Kamenetz, A. (2015). The Test: Why our schools are obsessed with standardized testing—but you don’t have to be [Book Review]

Richard P. Phelps, via a kind email:

Perhaps it is because I avoid most tabloid journalism that I found journalist Anya Kamenetz’s loose cannon Introduction to The Test: Why our schools are obsessed with standardized testing—but you don’t have to be so jarring.
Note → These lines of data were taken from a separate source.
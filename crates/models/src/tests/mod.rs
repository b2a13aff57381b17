use migration::MigratorTrait;
use sea_orm::DatabaseConnection;

/// CRUD operations tests for all models
pub mod crud_tests;


/// Connect and migrate, or `None` when no database is configured for this run.
pub(crate) async fn test_db() -> anyhow::Result<Option<DatabaseConnection>> {
    if std::env::var("SKIP_DB_TESTS").is_ok() || std::env::var("DATABASE_URL").is_err() {
        eprintln!("skip: DATABASE_URL not set");
        return Ok(None);
    }
    let db = crate::db::connect().await?;
    migration::Migrator::up(&db, None).await?;
    Ok(Some(db))
}

pub(crate) fn unique(prefix: &str) -> String {
    format!("{prefix}_{}", uuid::Uuid::new_v4().simple())
}
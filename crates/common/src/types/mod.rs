use serde::{Deserialize, Serialize};

#[derive(Serialize, Deserialize, Debug)]
pub struct Health {
    pub status: String,
}

impl Health {
    pub fn ok() -> Self {
        Self { status: "ok".into() }
    }
}

/// Body shape for every error the services report: `{"error": "..."}`.
#[derive(Serialize, Deserialize, Debug, Clone, PartialEq)]
pub struct ErrorBody {
    pub error: String,
}

/// Body shape for client-facing notices: `{"message": "..."}`.
#[derive(Serialize, Deserialize, Debug, Clone, PartialEq)]
pub struct MessageBody {
    pub message: String,
}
In the space of seven pages, she employs the pejoratives “test obsession”, “test score obsession”, “testing obsession”, “insidious … test creep”, “testing mania”, “endless measurement”, “testing arms race”, “high-stakes madness”, “obsession with metrics”, and “test-obsessed culture”.
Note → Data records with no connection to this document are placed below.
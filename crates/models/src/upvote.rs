use std::collections::HashMap;

use sea_orm::entity::prelude::*;
use sea_orm::{sea_query::Expr, FromQueryResult, QuerySelect, Set};
use chrono::Utc;
use serde::{Deserialize, Serialize};

use crate::errors::ModelError;
use crate::{post, user};

#[derive(Clone, Debug, PartialEq, DeriveEntityModel, Serialize, Deserialize)]
#[sea_orm(table_name = "upvote")]
pub struct Model {
    #[sea_orm(primary_key)]
    pub id: i32,
    pub user_id: i32,
    pub post_id: i32,
    pub created_at: DateTimeWithTimeZone,
}

#[derive(Copy, Clone, Debug, EnumIter)]
pub enum Relation {
    User,
    Post,
}

impl RelationTrait for Relation {
    fn def(&self) -> RelationDef {
        match self {
            Relation::User => Entity::belongs_to(user::Entity)
                .from(Column::UserId)
                .to(user::Column::Id)
                .into(),
            Relation::Post => Entity::belongs_to(post::Entity)
                .from(Column::PostId)
                .to(post::Column::Id)
                .into(),
        }
    }
}

impl Related<user::Entity> for Entity {
    fn to() -> RelationDef { Relation::User.def() }
}

impl Related<post::Entity> for Entity {
    fn to() -> RelationDef { Relation::Post.def() }
}

impl ActiveModelBehavior for ActiveModel {}

#[derive(Debug, FromQueryResult)]
struct PostTally {
    post_id: i32,
    upvotes: i64,
}

pub async fn create<C: ConnectionTrait>(db: &C, user_id: i32, post_id: i32) -> Result<Model, ModelError> {
    let am = ActiveModel {
        user_id: Set(user_id),
        post_id: Set(post_id),
        created_at: Set(Utc::now().into()),
        ..Default::default()
    };
    Ok(am.insert(db).await?)
}

/// Upvote count per post id. Posts without votes are absent from the map.
pub async fn count_by_posts<C: ConnectionTrait>(db: &C, post_ids: &[i32]) -> Result<HashMap<i32, u64>, ModelError> {
    if post_ids.is_empty() {
        return Ok(HashMap::new());
    }
    let rows = Entity::find()
        .select_only()
        .column(Column::PostId)
        .column_as(Expr::col(Column::Id).count(), "upvotes")
        .filter(Column::PostId.is_in(post_ids.iter().copied()))
        .group_by(Column::PostId)
        .into_model::<PostTally>()
        .all(db)
        .await?;
    Ok(rows
        .into_iter()
        .map(|r| (r.post_id, u64::try_from(r.upvotes).unwrap_or(0)))
        .collect())
}

/// Number of upvotes cast by a user.
pub async fn count_by_user<C: ConnectionTrait>(db: &C, user_id: i32) -> Result<u64, ModelError> {
    let n = Entity::find()
        .filter(Column::UserId.eq(user_id))
        .count(db)
        .await?;
    Ok(n)
}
Those un-measured words fit tightly alongside assertions that education, or standardized, or high-stakes testing is responsible for numerous harms ranging from stomachaches, stunted spirits, family stress, “undermined” schools, demoralized teachers, and paralyzed public debate, to the Great Recession (pp. 1, 6, 7), which was initially sparked by problems with mortgage-backed financial securities (and parents choose home locations in part based on school average test scores). Oh, and tests are “gutting our country’s future competitiveness,” too (p. 1).

Kamenetz made almost no effort to search for counter evidence[1]: “there’s lots of evidence that these tests are doing harm, and very little in their favor” (p. 13). Among her several sources for information of the relevant research literature are arguably the country’s most prolific proponents of the notion that little to no research exists showing educational benefits to testing.[2] Ergo, why bother to look for it?
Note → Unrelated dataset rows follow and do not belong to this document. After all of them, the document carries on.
use std::sync::Arc;

use tracing::{debug, instrument};

use super::domain::PostListing;
use super::repository::PostRepository;
use crate::errors::ServiceError;

/// Read-only access to posts.
pub struct PostService {
    repo: Arc<dyn PostRepository>,
}

impl PostService {
    pub fn new(repo: Arc<dyn PostRepository>) -> Self { Self { repo } }

    /// All posts with embedded author, comments and upvote count.
    ///
    /// # Examples
    /// ```
    /// use service::posts::{PostService, repository::mock::MockPostRepository};
    /// use std::sync::Arc;
    /// let repo = Arc::new(MockPostRepository::default());
    /// let author = repo.add_user("Ann", "ann@example.com", "ann");
    /// let post = repo.add_post(author.id, "Hello", "first post");
    /// repo.upvote(author.id, post.id);
    /// let svc = PostService::new(repo);
    /// let posts = tokio_test::block_on(svc.list()).unwrap();
    /// assert_eq!(posts.len(), 1);
    /// assert_eq!(posts[0].count.upvotes, 1);
    /// ```
    #[instrument(skip(self))]
    pub async fn list(&self) -> Result<Vec<PostListing>, ServiceError> {
        let posts = self.repo.list_with_relations().await?;
        debug!(count = posts.len(), "posts_listed");
        Ok(posts)
    }
}

#[cfg(test)]
mod tests {
    use super::*;
    use crate::posts::repository::{mock::MockPostRepository, SeaOrmPostRepository};
    use crate::test_support::{get_db, unique};

    #[tokio::test]
    async fn empty_store_lists_nothing() {
        let svc = PostService::new(Arc::new(MockPostRepository::default()));
        assert!(svc.list().await.unwrap().is_empty());
    }

    #[tokio::test]
    async fn counts_match_upvote_records() {
        let repo = Arc::new(MockPostRepository::default());
        let ann = repo.add_user("Ann", "ann@example.com", "ann");
        let bob = repo.add_user("Bob", "bob@example.com", "bob");
        let p1 = repo.add_post(ann.id, "One", "first");
        let p2 = repo.add_post(bob.id, "Two", "second");
        let p3 = repo.add_post(ann.id, "Three", "third");
        repo.upvote(ann.id, p1.id);
        repo.upvote(bob.id, p1.id);
        repo.upvote(ann.id, p2.id);
        repo.add_comment(bob.id, p1.id, "nice");

        let svc = PostService::new(repo);
        let posts = svc.list().await.unwrap();
        assert_eq!(posts.len(), 3);

        let by_id = |id: i32| posts.iter().find(|p| p.post.id == id).unwrap();
        assert_eq!(by_id(p1.id).count.upvotes, 2);
        assert_eq!(by_id(p2.id).count.upvotes, 1);
        assert_eq!(by_id(p3.id).count.upvotes, 0);
        assert_eq!(by_id(p1.id).comments.len(), 1);
        assert_eq!(by_id(p2.id).user.as_ref().unwrap().nickname, "bob");
    }

    #[tokio::test]
    async fn listing_serializes_count_and_flattened_post() {
        let repo = Arc::new(MockPostRepository::default());
        let ann = repo.add_user("Ann", "ann@example.com", "ann");
        repo.add_post(ann.id, "One", "first");
        let posts = PostService::new(repo).list().await.unwrap();

        let json = serde_json::to_value(&posts).unwrap();
        assert_eq!(json[0]["title"], "One");
        assert_eq!(json[0]["user"]["email"], "ann@example.com");
        assert_eq!(json[0]["_count"]["upvotes"], 0);
        assert!(json[0]["comments"].as_array().unwrap().is_empty());
    }

    #[tokio::test]
    async fn seaorm_listing_matches_store() -> Result<(), anyhow::Error> {
        let Some(db) = get_db().await? else { return Ok(()) };
        use models::{post, upvote, user};

        let author = user::create(&db, "Lister", &format!("{}@example.com", unique("list")), &unique("list")).await?;
        let voter = user::create(&db, "Voter", &format!("{}@example.com", unique("vote")), &unique("vote")).await?;
        let p = post::create(&db, author.id, "Listed", "body", None).await?;
        upvote::create(&db, voter.id, p.id).await?;
        upvote::create(&db, author.id, p.id).await?;

        let svc = PostService::new(Arc::new(SeaOrmPostRepository { db: db.clone() }));
        let posts = svc.list().await?;
        let mine = posts.iter().find(|l| l.post.id == p.id).expect("post listed");
        assert_eq!(mine.count.upvotes, 2);
        assert_eq!(mine.user.as_ref().map(|u| u.id), Some(author.id));

        user::hard_delete(&db, voter.id).await?;
        user::hard_delete(&db, author.id).await?;
        Ok(())
    }
}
Had a journalist covered the legendary feud between the Hatfield and McCoy families, and talked only to the Hatfields, one might expect a surplus of reportage favoring the Hatfields and disfavoring the McCoys, and a deficit of reportage favoring the McCoys and disfavoring the Hatfields.

Looking at tests from any angle, Kamenetz sees only evil. Tests are bad because tests were used to enforce Jim Crow discrimination (p. 63). Tests are bad because some of the first scientists to use intelligence tests were racists (pp. 40-43).